(Collected data entries)
================
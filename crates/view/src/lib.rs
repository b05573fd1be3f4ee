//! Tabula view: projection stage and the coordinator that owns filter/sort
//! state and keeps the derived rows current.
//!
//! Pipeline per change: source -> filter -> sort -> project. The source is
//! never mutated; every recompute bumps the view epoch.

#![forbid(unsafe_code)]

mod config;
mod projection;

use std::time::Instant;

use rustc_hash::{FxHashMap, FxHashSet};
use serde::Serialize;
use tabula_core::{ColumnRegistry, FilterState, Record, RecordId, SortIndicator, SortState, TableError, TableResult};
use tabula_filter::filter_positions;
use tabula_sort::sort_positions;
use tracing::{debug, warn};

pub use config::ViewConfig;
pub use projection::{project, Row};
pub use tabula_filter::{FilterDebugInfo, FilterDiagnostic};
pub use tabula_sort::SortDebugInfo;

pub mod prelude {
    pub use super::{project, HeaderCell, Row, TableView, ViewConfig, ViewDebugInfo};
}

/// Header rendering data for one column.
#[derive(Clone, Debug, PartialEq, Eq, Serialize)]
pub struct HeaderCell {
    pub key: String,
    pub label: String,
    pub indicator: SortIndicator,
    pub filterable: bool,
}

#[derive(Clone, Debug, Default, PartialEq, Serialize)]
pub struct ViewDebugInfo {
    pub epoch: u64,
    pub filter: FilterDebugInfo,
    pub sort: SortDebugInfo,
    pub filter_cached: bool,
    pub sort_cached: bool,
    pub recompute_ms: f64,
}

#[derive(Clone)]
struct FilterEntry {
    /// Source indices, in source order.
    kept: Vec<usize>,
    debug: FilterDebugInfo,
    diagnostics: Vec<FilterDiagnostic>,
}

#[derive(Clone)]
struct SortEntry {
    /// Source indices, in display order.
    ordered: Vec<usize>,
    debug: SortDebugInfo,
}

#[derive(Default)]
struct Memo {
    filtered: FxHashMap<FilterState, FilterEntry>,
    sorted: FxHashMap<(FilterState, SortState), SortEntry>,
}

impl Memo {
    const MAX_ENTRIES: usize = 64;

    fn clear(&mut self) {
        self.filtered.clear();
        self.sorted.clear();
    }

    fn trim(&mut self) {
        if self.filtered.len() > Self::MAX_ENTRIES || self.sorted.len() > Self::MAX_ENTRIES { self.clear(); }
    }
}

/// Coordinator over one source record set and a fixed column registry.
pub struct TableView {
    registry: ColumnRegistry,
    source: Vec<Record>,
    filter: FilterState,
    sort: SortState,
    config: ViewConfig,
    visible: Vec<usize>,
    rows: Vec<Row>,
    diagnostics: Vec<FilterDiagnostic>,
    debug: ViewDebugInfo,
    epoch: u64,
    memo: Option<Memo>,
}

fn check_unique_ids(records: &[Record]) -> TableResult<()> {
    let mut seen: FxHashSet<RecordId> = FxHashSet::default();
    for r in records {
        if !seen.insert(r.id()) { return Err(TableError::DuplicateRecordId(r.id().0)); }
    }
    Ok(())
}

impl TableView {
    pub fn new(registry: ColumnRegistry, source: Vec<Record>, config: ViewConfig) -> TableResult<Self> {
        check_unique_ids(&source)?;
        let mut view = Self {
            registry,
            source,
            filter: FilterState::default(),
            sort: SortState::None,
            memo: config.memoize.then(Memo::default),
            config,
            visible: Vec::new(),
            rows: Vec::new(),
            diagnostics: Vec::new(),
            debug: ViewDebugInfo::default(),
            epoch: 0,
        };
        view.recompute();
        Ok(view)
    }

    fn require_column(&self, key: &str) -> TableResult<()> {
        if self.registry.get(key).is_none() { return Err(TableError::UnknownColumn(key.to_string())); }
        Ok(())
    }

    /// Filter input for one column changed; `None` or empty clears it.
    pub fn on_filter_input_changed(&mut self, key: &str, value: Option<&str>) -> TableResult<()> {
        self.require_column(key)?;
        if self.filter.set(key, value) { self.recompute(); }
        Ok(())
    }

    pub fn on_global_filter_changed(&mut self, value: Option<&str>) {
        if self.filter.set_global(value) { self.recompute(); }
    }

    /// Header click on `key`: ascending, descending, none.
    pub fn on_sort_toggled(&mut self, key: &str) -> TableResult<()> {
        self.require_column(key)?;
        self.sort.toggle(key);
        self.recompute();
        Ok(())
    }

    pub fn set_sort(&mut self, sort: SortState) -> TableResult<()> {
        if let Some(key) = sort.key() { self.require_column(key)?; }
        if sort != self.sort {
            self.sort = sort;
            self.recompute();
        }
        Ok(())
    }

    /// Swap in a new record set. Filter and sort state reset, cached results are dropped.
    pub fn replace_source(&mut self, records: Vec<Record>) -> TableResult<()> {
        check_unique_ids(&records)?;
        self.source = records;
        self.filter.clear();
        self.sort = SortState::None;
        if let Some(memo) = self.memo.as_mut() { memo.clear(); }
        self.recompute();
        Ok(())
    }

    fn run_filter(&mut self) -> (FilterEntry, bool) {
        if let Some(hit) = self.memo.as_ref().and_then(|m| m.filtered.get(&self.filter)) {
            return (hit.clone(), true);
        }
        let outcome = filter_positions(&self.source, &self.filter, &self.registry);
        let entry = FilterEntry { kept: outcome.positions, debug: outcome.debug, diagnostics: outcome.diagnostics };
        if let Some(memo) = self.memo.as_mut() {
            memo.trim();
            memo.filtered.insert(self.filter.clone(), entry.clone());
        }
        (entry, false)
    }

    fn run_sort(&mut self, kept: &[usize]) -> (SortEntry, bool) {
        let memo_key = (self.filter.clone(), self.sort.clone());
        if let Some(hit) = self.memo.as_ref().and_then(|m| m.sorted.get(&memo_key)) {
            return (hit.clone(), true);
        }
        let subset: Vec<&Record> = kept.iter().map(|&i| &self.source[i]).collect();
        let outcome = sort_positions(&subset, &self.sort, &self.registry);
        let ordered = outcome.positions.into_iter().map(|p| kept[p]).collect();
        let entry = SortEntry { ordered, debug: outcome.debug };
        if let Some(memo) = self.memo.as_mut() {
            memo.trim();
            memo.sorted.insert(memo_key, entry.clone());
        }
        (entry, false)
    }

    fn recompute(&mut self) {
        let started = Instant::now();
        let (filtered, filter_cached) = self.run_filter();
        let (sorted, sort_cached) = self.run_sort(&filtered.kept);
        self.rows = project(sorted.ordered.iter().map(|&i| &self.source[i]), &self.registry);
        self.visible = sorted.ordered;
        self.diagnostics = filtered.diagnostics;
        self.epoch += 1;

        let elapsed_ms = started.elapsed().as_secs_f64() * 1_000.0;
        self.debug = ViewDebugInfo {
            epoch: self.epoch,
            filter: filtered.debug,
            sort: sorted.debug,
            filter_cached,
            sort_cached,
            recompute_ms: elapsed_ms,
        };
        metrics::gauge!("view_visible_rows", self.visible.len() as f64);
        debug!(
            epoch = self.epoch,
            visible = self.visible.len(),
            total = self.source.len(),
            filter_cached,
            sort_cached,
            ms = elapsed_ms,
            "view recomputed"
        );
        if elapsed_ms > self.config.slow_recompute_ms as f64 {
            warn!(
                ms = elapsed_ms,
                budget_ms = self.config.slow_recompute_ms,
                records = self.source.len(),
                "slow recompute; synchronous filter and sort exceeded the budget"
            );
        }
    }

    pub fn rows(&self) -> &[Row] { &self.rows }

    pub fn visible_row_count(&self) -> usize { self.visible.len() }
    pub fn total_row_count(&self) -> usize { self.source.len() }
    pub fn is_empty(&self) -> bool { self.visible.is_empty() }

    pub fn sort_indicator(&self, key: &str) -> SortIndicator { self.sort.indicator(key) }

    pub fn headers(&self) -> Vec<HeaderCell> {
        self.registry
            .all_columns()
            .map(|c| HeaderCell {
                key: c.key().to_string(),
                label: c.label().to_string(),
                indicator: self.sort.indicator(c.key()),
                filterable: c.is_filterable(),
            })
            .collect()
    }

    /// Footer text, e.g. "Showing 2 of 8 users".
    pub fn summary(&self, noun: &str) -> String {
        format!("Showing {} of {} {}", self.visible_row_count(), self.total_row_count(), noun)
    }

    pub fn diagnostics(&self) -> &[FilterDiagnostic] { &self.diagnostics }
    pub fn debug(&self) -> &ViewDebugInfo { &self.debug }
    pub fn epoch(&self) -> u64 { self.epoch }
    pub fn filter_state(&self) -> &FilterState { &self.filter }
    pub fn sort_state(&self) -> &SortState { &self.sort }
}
================
## Task directions
Copy exactly the stretch of data above from the line with "pub fn set_sort(&mut" through the line with "self.sort = SortState::None;", and omit all other lines.

## Task response
    pub fn set_sort(&mut self, sort: SortState) -> TableResult<()> {
        if let Some(key) = sort.key() { self.require_column(key)?; }
        if sort != self.sort {
            self.sort = sort;
            self.recompute();
        }
        Ok(())
    }

    /// Swap in a new record set. Filter and sort state reset, cached results are dropped.
    pub fn replace_source(&mut self, records: Vec<Record>) -> TableResult<()> {
        check_unique_ids(&records)?;
        self.source = records;
        self.filter.clear();
        self.sort = SortState::None;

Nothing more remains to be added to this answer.